Fino a oggi AI Edge Gallery era rimasta confinata al mondo Android, dove permetteva già di sfruttare modelli di linguaggio locali senza bisogno di una connessione a internet. Il salto verso macOS rappresenta un passo significativo, perché porta questa capacità su una piattaforma che moltissimi professionisti, sviluppatori e creativi usano ogni giorno. Non si tratta di un semplice porting: l’app è stata pensata per sfruttare al meglio le prestazioni dei chip Apple Silicon, dalla serie M1 in poi, che con le loro unità neurali integrate si prestano particolarmente bene a questo tipo di elaborazione.
Cosa cambia davvero per chi usa un Mac
Il punto centrale è che con AI Edge Gallery su Mac non serve più appoggiarsi ai server cloud di Google per interagire con un modello di linguaggio. I modelli Gemma vengono scaricati e girano in locale, il che significa nessuna latenza legata alla rete, nessun dato che esce dal computer e piena operatività anche senza WiFi. Per chi lavora con dati sensibili o semplicemente preferisce tenere tutto sotto controllo, è una differenza enorme.
Google sta chiaramente cercando di allargare il raggio d’azione dei propri strumenti di intelligenza artificiale oltre il solito ecosistema. E farlo approdando su macOS, territorio storicamente dominato da Apple e dalle sue soluzioni proprietarie, è una mossa che dice molto sulle ambizioni dell’azienda. Gemma, va ricordato, è la famiglia di modelli open che Google ha reso disponibili per l’uso locale, più leggeri rispetto ai fratelli maggiori ma comunque capaci di gestire conversazioni, generazione di testo e vari compiti di elaborazione del linguaggio naturale.
Un segnale preciso sul futuro dell’AI locale
Questa mossa si inserisce in una tendenza che sta prendendo piede con sempre maggiore forza: portare l’intelligenza artificiale direttamente sui dispositivi, senza passare dal cloud. Apple stessa sta spingendo in questa direzione con le proprie funzionalità di Apple Intelligence, e il fatto che Google decida di giocare la partita proprio sullo stesso campo la dice lunga su quanto il terreno dell’AI on device sia considerato strategico.
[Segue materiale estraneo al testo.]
#[cfg(test)]
mod tests {
    use super::*;
    use adspend_ingest::aggregate::build_tracker;
    use adspend_ingest::config::TrackerPolicy;
    use chrono::NaiveDate;

    fn month_expense(net: f64) -> MonthlyExpense {
        MonthlyExpense {
            net_billable: net,
            agency_commission: net * 0.1,
            levy: net * 0.01,
            total_invoice_value: net * 1.11,
        }
    }

    fn channel(name: &str, month: Month, net: f64) -> MediaChannel {
        let mut monthly = BTreeMap::new();
        monthly.insert(month, month_expense(net));
        MediaChannel {
            name: name.into(),
            product_code: "PC1".into(),
            net_media: net,
            agency_commission: net * 0.1,
            asbof: net * 0.01,
            total_po_value: net * 1.11,
            monthly,
        }
    }

    fn bleu_campaign() -> Campaign {
        let channels = vec![
            channel("TV", Month::January, 100.0),
            channel("Digital", Month::January, 200.0),
        ];
        let total_po_value: f64 = channels.iter().map(|c| c.total_po_value).sum();
        Campaign {
            po_number: "PO123".into(),
            name: "Bleu de Chanel".into(),
            start_date: NaiveDate::from_ymd_opt(2024, 1, 1),
            end_date: NaiveDate::from_ymd_opt(2024, 1, 31),
            po_close_down_date: NaiveDate::from_ymd_opt(2024, 4, 30),
            total_net_media_inc_fees: 300.0,
            total_agency_commission: 30.0,
            total_asbof: 3.0,
            total_po_value,
            total_invoiced: 0.0,
            po_value_remaining: total_po_value,
            channels,
        }
    }

    #[test]
    fn round_trip_through_the_emitted_workbook() {
        let bytes = write_tracker_workbook(&[SheetData {
            sheet_name: "F&B".into(),
            campaigns: vec![bleu_campaign()],
        }])
        .unwrap();

        let parsed = read_tracker_workbook(&bytes, &SheetSelector::Name("F&B".into())).unwrap();
        assert_eq!(parsed.len(), 1);
        let campaign = &parsed[0];
        assert_eq!(campaign.name, "Bleu de Chanel");
        assert_eq!(campaign.po_number, "PO123");
        assert_eq!(campaign.start_date, NaiveDate::from_ymd_opt(2024, 1, 1));

        let names: Vec<&str> = campaign.channels.iter().map(|c| c.name.as_str()).collect();
        assert_eq!(names, ["TV", "Digital"]);

        let january_net: f64 = campaign
            .channels
            .iter()
            .filter_map(|c| c.monthly.get(&Month::January))
            .map(|m| m.net_billable)
            .sum();
        assert!((january_net - 300.0).abs() < 1e-6);
    }

    #[test]
    fn missing_sheet_is_a_structural_error() {
        let bytes = write_tracker_workbook(&[SheetData {
            sheet_name: "F&B".into(),
            campaigns: vec![bleu_campaign()],
        }])
        .unwrap();

        let err = read_tracker_workbook(&bytes, &SheetSelector::Name("NonExistent".into()))
            .unwrap_err();
        match err {
            ParseError::MissingSheet { sheet, available } => {
                assert_eq!(sheet, "NonExistent");
                assert_eq!(available, vec!["F&B".to_string()]);
            }
            other => panic!("unexpected error: {other}"),
        }
    }

    #[test]
    fn empty_input_is_rejected() {
        assert!(matches!(
            read_range(&[], &SheetSelector::Index(0)),
            Err(ParseError::EmptyInput { .. })
        ));
    }

    #[test]
    fn sheet_selection_by_index() {
        let bytes = write_tracker_workbook(&[
            SheetData {
                sheet_name: "F&B".into(),
                campaigns: vec![bleu_campaign()],
            },
            SheetData {
                sheet_name: "W&FJ".into(),
                campaigns: vec![],
            },
        ])
        .unwrap();
        let table = read_range(&bytes, &SheetSelector::Index(1)).unwrap();
        assert_eq!(table.sheet, "W&FJ");
    }

    #[test]
    fn unbilled_workbook_feeds_the_tracker_pipeline() {
        // Build a small unbilled workbook in the feed's own shape.
        let mut workbook = Workbook::new();
        let ws = workbook.add_worksheet().set_name("F_B").unwrap();
        let header = [
            "CampaignName",
            "MediaName",
            "ProductCode",
            "PO",
            "Payable",
            "Billable",
            "AgencyCommission",
            "LevyBillable",
            "Unbilled Client Cost",
            "BuyMonth",
        ];
        for (col, name) in header.iter().enumerate() {
            ws.write_string(0, col as u16, *name).unwrap();
        }
        // serial 45292 = 2024-01-01
        let data: [(&str, &str, f64, f64); 3] = [
            ("Bleu", "TELEVISION", 100.0, 45292.0),
            ("Bleu", "DISPLAY", 200.0, 45292.0),
            ("Bleu", "TELEVISION", 0.0, 45292.0), // zero row: filtered
        ];
        for (i, (campaign, media, payable, serial)) in data.iter().enumerate() {
            let row = (i + 1) as u32;
            ws.write_string(row, 0, *campaign).unwrap();
            ws.write_string(row, 1, *media).unwrap();
            ws.write_string(row, 2, "PC1").unwrap();
            ws.write_string(row, 3, "PO123").unwrap();
            ws.write_number(row, 4, *payable).unwrap();
            ws.write_number(row, 5, *payable).unwrap();
            ws.write_number(row, 6, payable * 0.1).unwrap();
            ws.write_number(row, 7, payable * 0.01).unwrap();
            ws.write_number(row, 8, payable * 1.11).unwrap();
            ws.write_number(row, 9, *serial).unwrap();
        }
        let bytes = workbook.save_to_buffer().unwrap();

        let (rows, report) = read_spend_rows(&bytes).unwrap();
        assert_eq!(report.sheets_read, 1);
        assert_eq!(rows.len(), 3);
        assert_eq!(rows[0].division, "F&B");
        assert_eq!(rows[0].media, "TV");

        let campaigns = build_tracker(&rows, &TrackerPolicy::default());
        assert_eq!(campaigns.len(), 1);
        assert_eq!(campaigns[0].channels.len(), 2);
        assert_eq!(campaigns[0].channels[0].net_media, 100.0);
        assert_eq!(
            campaigns[0].start_date,
            NaiveDate::from_ymd_opt(2024, 1, 1)
        );
        assert_eq!(
            campaigns[0].end_date,
            NaiveDate::from_ymd_opt(2024, 1, 31)
        );
    }

    #[test]
    fn path_round_trip() {
        let dir = tempfile::tempdir().unwrap();
        let path = dir.path().join("tracker.xlsx");
        write_tracker_workbook_to_path(
            &[SheetData {
                sheet_name: "F&B".into(),
                campaigns: vec![bleu_campaign()],
            }],
            &path,
        )
        .unwrap();

        let bytes = std::fs::read(&path).unwrap();
        let parsed = read_tracker_workbook(&bytes, &SheetSelector::Index(0)).unwrap();
        assert_eq!(parsed[0].channels.len(), 2);
    }
}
Per gli utenti Mac, la disponibilità di AI Edge Gallery rappresenta un’opzione in più, concreta e già utilizzabile. Non serve essere sviluppatori esperti: l’app è pensata per rendere accessibile l’uso di modelli locali anche a chi non mastica codice dalla mattina alla sera. E questo, alla fine, è forse l’aspetto più rilevante di tutta la faccenda.